Hailed as the birthplace of Argentinian independence, the sprawling, modern, and stuffy metropolitan hub of San Miguel de Tucumán is today one the country’s commercial kingpins, home to some of its largest tobacco, sugar cane and rice traders, and a bona fide hotspot for national educational institutions, governmental development and cultural pursuits.
Nestled neatly on the plains of the Argentinian Aconquija Mountains, the city enjoys a dramatic natural backdrop of forested ridges, deep valleys and jagged peaks that fade to a silhouette in the west after dark, while its rich offering of historical sites and touristic ‘must sees’ make it an unfortunate spot to miss for any traveller making their way through Argentina.
Like so many of Argentina’s modern cityscapes, San Miguel de Tucumán was founded in the middle of the 16th century by the exploring Spanish Conquistadores, who were gradually making their way eastward through the continent on missions out of Peru. But even before the colonisation of the New World and the eventual establishment of Tucumán in this North West region of Argentina, the area where the city now stands was inhabited by a variety of native tribesmen. The most predominant of these were the diaguitas calchaquies, a largely unaggressive and agricultural people who utilised irrigated terraced farming methods on the Aconquija hillsides.
Following the city’s foundation in 1565, incessant bouts of tribal war with the local indigenous peoples, frequent outbreaks of malaria caused by the region’s unchecked river ways, and a number of more general infrastructural problems, meant that the entire settlement was moved from its original site (close the modern day town of Monteros) to a higher point that was more mountainous and tactically located right on the trade and travel road leading to Peru. This new location set the city in good stead, allowing local farmers easy access to the vast chaco plains and waterways that dominated in the east, protection in the form of the Aconquija Mountains to the city’s back and good connections with the rest of colonial Spain’s urban centres in the New World.
In many ways it was the 19th century that ushered in the heyday or golden age of the history of San Miguel de Tucumán. It was a century that was to see the city take centre stage in Argentina’s national plight for independence from Spain, hosting the Congress of the United Provinces in 1816; the nation’s most vehement and final pronouncement of separatism before the onslaught of civil war throughout the rest of the century.

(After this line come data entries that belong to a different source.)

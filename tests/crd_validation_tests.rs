//! # CRD Validation Tests
//!
//! Tests for the `KeycloakClient` CRD to catch schema drift early.
//! These tests validate that sample resources deserialize with the expected
//! defaults, that tagged policy and permission types parse, and that the
//! generated CRD carries the status subresource.

use keycloak_client_controller::controller::reconciler::validation::{
    ValidationError, validate_keycloak_client,
};
use keycloak_client_controller::crd::{
    DecisionStrategy, KeycloakClient, Logic, PermissionKind, PolicyKind, ReconciliationStrategy,
};
use kube::CustomResourceExt;

fn parse(yaml: &str) -> KeycloakClient {
    serde_yaml::from_str(yaml).expect("Should deserialize KeycloakClient")
}

/// Test a minimal resource picks up every default
#[test]
fn test_minimal_client_defaults() {
    let client = parse(
        r"
apiVersion: keycloak.octopilot.io/v1
kind: KeycloakClient
metadata:
  name: orders-api
  namespace: default
spec:
  clientId: orders-api
  realm: shop
",
    );

    let spec = &client.spec;
    assert_eq!(spec.client_id, "orders-api");
    assert_eq!(spec.realm, "shop");
    assert_eq!(spec.reconciliation_strategy, ReconciliationStrategy::Full);
    assert!(spec.enabled);
    assert!(!spec.public);
    assert_eq!(spec.protocol, "openid-connect");
    assert!(spec.secret.is_empty());
    assert!(spec.standard_flow_enabled);
    assert!(!spec.direct_access);
    assert!(spec.client_roles.is_empty());
    assert!(spec.service_account.is_none());
    assert!(spec.authorization.is_none());
    assert!(!spec.admin_fine_grained_permissions_enabled);
    assert!(client.status.is_none());
    assert!(validate_keycloak_client(spec).is_ok());
}

/// Test every policy type deserializes into its variant
#[test]
fn test_policy_types() {
    let client = parse(
        r"
apiVersion: keycloak.octopilot.io/v1
kind: KeycloakClient
metadata:
  name: orders-api
spec:
  clientId: orders-api
  realm: shop
  authorization:
    policies:
      - name: all-of-them
        type: aggregate
        decisionStrategy: AFFIRMATIVE
        policies: [readers, billing]
      - name: billing
        type: client
        clients: [billing-api]
      - name: ops
        type: group
        groupsClaim: groups
        groups:
          - name: ops
            extendChildren: true
      - name: readers
        type: role
        logic: NEGATIVE
        roles:
          - name: orders-api/reader
            required: true
          - name: offline_access
      - name: office-hours
        type: time
        hour: '9'
        hourEnd: '17'
      - name: alice
        type: user
        users: [alice]
",
    );

    let policies = &client
        .spec
        .authorization
        .as_ref()
        .expect("authorization should be set")
        .policies;
    let types: Vec<_> = policies.iter().map(|p| p.kind.type_name()).collect();
    assert_eq!(
        types,
        vec!["aggregate", "client", "group", "role", "time", "user"]
    );

    assert_eq!(policies[0].decision_strategy, DecisionStrategy::Affirmative);
    assert_eq!(policies[1].decision_strategy, DecisionStrategy::Unanimous);
    match &policies[2].kind {
        PolicyKind::Group {
            groups,
            groups_claim,
        } => {
            assert_eq!(groups_claim.as_deref(), Some("groups"));
            assert!(groups[0].extend_children);
        }
        other => panic!("expected group policy, got {other:?}"),
    }
    assert_eq!(policies[3].logic, Logic::Negative);
    match &policies[3].kind {
        PolicyKind::Role { roles } => {
            assert_eq!(roles.len(), 2);
            assert!(roles[0].required);
            assert!(!roles[1].required);
        }
        other => panic!("expected role policy, got {other:?}"),
    }
    match &policies[4].kind {
        PolicyKind::Time(window) => {
            assert_eq!(window.hour.as_deref(), Some("9"));
            assert_eq!(window.hour_end.as_deref(), Some("17"));
            assert!(window.not_before.is_none());
        }
        other => panic!("expected time policy, got {other:?}"),
    }
}

/// Test resource and scope permissions
#[test]
fn test_permission_types() {
    let client = parse(
        r"
apiVersion: keycloak.octopilot.io/v1
kind: KeycloakClient
metadata:
  name: orders-api
spec:
  clientId: orders-api
  realm: shop
  authorization:
    scopes: [read, write]
    resources:
      - name: orders
        type: urn:orders
        uris: [/orders/*]
        scopes: [read, write]
    permissions:
      - name: orders-resource
        type: resource
        resources: [orders]
        policies: [readers]
      - name: orders-write
        type: scope
        scopes: [write]
        policies: [writers]
",
    );

    let authorization = client.spec.authorization.expect("authorization");
    assert_eq!(
        authorization.resources[0].resource_type.as_deref(),
        Some("urn:orders")
    );
    assert!(matches!(
        authorization.permissions[0].kind,
        PermissionKind::Resource {}
    ));
    assert_eq!(authorization.permissions[0].resources, vec!["orders"]);
    match &authorization.permissions[1].kind {
        PermissionKind::Scope { scopes } => assert_eq!(scopes, &vec!["write".to_string()]),
        other => panic!("expected scope permission, got {other:?}"),
    }
}

/// Test an unknown policy type is rejected at parse time
#[test]
fn test_unknown_policy_type_is_rejected() {
    let result: Result<KeycloakClient, _> = serde_yaml::from_str(
        r"
apiVersion: keycloak.octopilot.io/v1
kind: KeycloakClient
metadata:
  name: orders-api
spec:
  clientId: orders-api
  realm: shop
  authorization:
    policies:
      - name: js
        type: js
",
    );
    assert!(result.is_err());
}

/// Test service account, fine-grained permissions and add-only strategy
#[test]
fn test_service_account_and_fine_grained_permissions() {
    let client = parse(
        r"
apiVersion: keycloak.octopilot.io/v1
kind: KeycloakClient
metadata:
  name: orders-api
spec:
  clientId: orders-api
  realm: shop
  reconciliationStrategy: addOnly
  secret: $orders-api-credentials:secret
  serviceAccount:
    enabled: true
    realmRoles: [offline-user]
    clientRoles:
      - clientId: billing
        roles: [invoice-reader]
    groups: [integrations]
    attributes:
      team: [orders]
  adminFineGrainedPermissionsEnabled: true
  permission:
    scopePermissions:
      - name: token-exchange
        policies: [exchangers]
",
    );

    let spec = &client.spec;
    assert_eq!(spec.reconciliation_strategy, ReconciliationStrategy::AddOnly);
    assert!(!spec.reconciliation_strategy.allows_delete());
    let sa = spec.service_account.as_ref().expect("service account");
    assert!(sa.enabled);
    assert_eq!(sa.client_roles[0].client_id, "billing");
    let attributes = sa.attributes.as_ref().expect("attributes");
    assert_eq!(attributes["team"], vec!["orders".to_string()]);
    let permission = spec.permission.as_ref().expect("permission");
    assert_eq!(permission.scope_permissions[0].name, "token-exchange");
    assert!(validate_keycloak_client(spec).is_ok());
}

/// Test cross-field rules that the schema cannot express
#[test]
fn test_cross_field_rules() {
    let public_with_authorization = parse(
        r"
apiVersion: keycloak.octopilot.io/v1
kind: KeycloakClient
metadata:
  name: spa
spec:
  clientId: spa
  realm: shop
  public: true
  authorization:
    scopes: [read]
",
    );
    assert_eq!(
        validate_keycloak_client(&public_with_authorization.spec),
        Err(ValidationError::PublicAuthorization)
    );

    let permission_without_flag = parse(
        r"
apiVersion: keycloak.octopilot.io/v1
kind: KeycloakClient
metadata:
  name: orders-api
spec:
  clientId: orders-api
  realm: shop
  permission:
    scopePermissions:
      - name: view
",
    );
    assert_eq!(
        validate_keycloak_client(&permission_without_flag.spec),
        Err(ValidationError::PermissionWithoutFineGrained)
    );

    let bad_secret = parse(
        r"
apiVersion: keycloak.octopilot.io/v1
kind: KeycloakClient
metadata:
  name: orders-api
spec:
  clientId: orders-api
  realm: shop
  secret: $Not_A_Secret
",
    );
    assert!(matches!(
        validate_keycloak_client(&bad_secret.spec),
        Err(ValidationError::InvalidSecretReference { .. })
    ));
}

/// Test status fields round through the camelCase names the cluster stores
#[test]
fn test_status_deserializes() {
    let client = parse(
        r"
apiVersion: keycloak.octopilot.io/v1
kind: KeycloakClient
metadata:
  name: orders-api
spec:
  clientId: orders-api
  realm: shop
status:
  value: OK
  clientId: 0b6b3c7e-2f44-4c1e-9a8e-8b6f1f0c2d11
  failureCount: 0
  observedGeneration: 3
  nextReconcileTime: '2026-05-01T09:00:00+00:00'
  conditions:
    - type: Ready
      status: 'True'
      reason: ReconciliationSucceeded
",
    );

    assert_eq!(
        client.remote_client_uuid(),
        Some("0b6b3c7e-2f44-4c1e-9a8e-8b6f1f0c2d11")
    );
    assert_eq!(client.failure_count(), 0);
    let status = client.status.expect("status");
    assert_eq!(status.value.as_deref(), Some("OK"));
    assert_eq!(status.observed_generation, Some(3));
    assert_eq!(status.conditions[0].r#type, "Ready");
}

/// Test the generated CRD identity, printer columns and status subresource
#[test]
fn test_generated_crd() {
    let crd = KeycloakClient::crd();
    assert_eq!(
        crd.metadata.name.as_deref(),
        Some("keycloakclients.keycloak.octopilot.io")
    );
    assert_eq!(crd.spec.group, "keycloak.octopilot.io");
    assert_eq!(crd.spec.scope, "Namespaced");
    assert_eq!(crd.spec.names.kind, "KeycloakClient");
    assert_eq!(
        crd.spec.names.short_names.as_deref(),
        Some(&["kcc".to_string()][..])
    );

    let version = &crd.spec.versions[0];
    assert_eq!(version.name, "v1");
    assert!(
        version
            .subresources
            .as_ref()
            .and_then(|s| s.status.as_ref())
            .is_some()
    );
    let columns: Vec<_> = version
        .additional_printer_columns
        .as_ref()
        .expect("printer columns")
        .iter()
        .map(|c| c.name.as_str())
        .collect();
    assert_eq!(columns, vec!["Client ID", "Realm", "Status", "Ready"]);

    let schema = serde_json::to_value(&version.schema).expect("schema serializes");
    let spec_schema = &schema["openAPIV3Schema"]["properties"]["spec"];
    let required: Vec<_> = spec_schema["required"]
        .as_array()
        .expect("required list")
        .iter()
        .filter_map(|v| v.as_str())
        .collect();
    assert!(required.contains(&"clientId"));
    assert!(required.contains(&"realm"));
    assert!(spec_schema["properties"]["reconciliationStrategy"].is_object());

    // Tagged policy and permission types flatten into one structural object
    let authorization = &spec_schema["properties"]["authorization"]["properties"];
    let policy = &authorization["policies"]["items"];
    assert!(policy.get("oneOf").is_none());
    assert_eq!(
        policy["properties"]["type"]["enum"],
        serde_json::json!(["aggregate", "client", "group", "role", "time", "user"])
    );
    for field in ["name", "decisionStrategy", "groups", "roles", "hourEnd", "users"] {
        assert!(
            policy["properties"][field].is_object(),
            "policy schema should list {field}"
        );
    }
    let permission = &authorization["permissions"]["items"];
    assert_eq!(
        permission["properties"]["type"]["enum"],
        serde_json::json!(["resource", "scope"])
    );
    assert!(permission["properties"]["scopes"].is_object());
}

Today the city of San Miguel de Tucumán retains all of the earthy and grass-roots characteristics that it held right from the beginning, and is often considered to be one of the working class powerhouses of the nation. It’s a feature that oozes throughout its bustling market squares and energetic streets every day, and first-time visitors who’ve just made their way from the more laid-back gaucho towns of the northwest backcountry might be forgiven for thinking that they’ve been transported to a whole new planet.
If you are coming here to sightsee, then you may have to do a little searching amidst the built up commercial districts and trading spaces. Rest assured though, there’s plenty to see, and Tucumán is quick to reward those who stick to it. An absolute essential visit is the Casa de la Independencia that’s located just to the west of the Ninth of July Park in the very heart of the city. This white-washed colonial building may look unassuming and indifferent to the tourist crowds it continually pulls, but its importance cannot be overstated. It was here that the Argentinian luminaries first decreed their national independence and laid the groundwork for today’s sovereign state, apart from its European founders.
Another veritable ‘must see’ of the Tucuman downtown is the Ninth of July Park that dominates the eastern centre of the city. This flood of green rubs shoulders with the towering business buildings and industrial complexes of the town, something like an Argentinian Central Park. Rumour has it that this vast area of parkland in the middle of the city is currently being considered by UNESCO for a place on the much-coveted world heritage list, made worthy because of its place at the heart of Tucuman’s sugar cane industry during the 19th century.
While culturally rich and historically important, it’s no secret that the hubbub of San Miguel de Tucumán can take some getting used to. If you’re planning a trip here, it’s recommended that you allow at least two days to acclimatise the city’s energy and flair, and don’t leave without sampling its fabled nightlife, when bars and cantinas throb with local crowds until the early hours of the morning.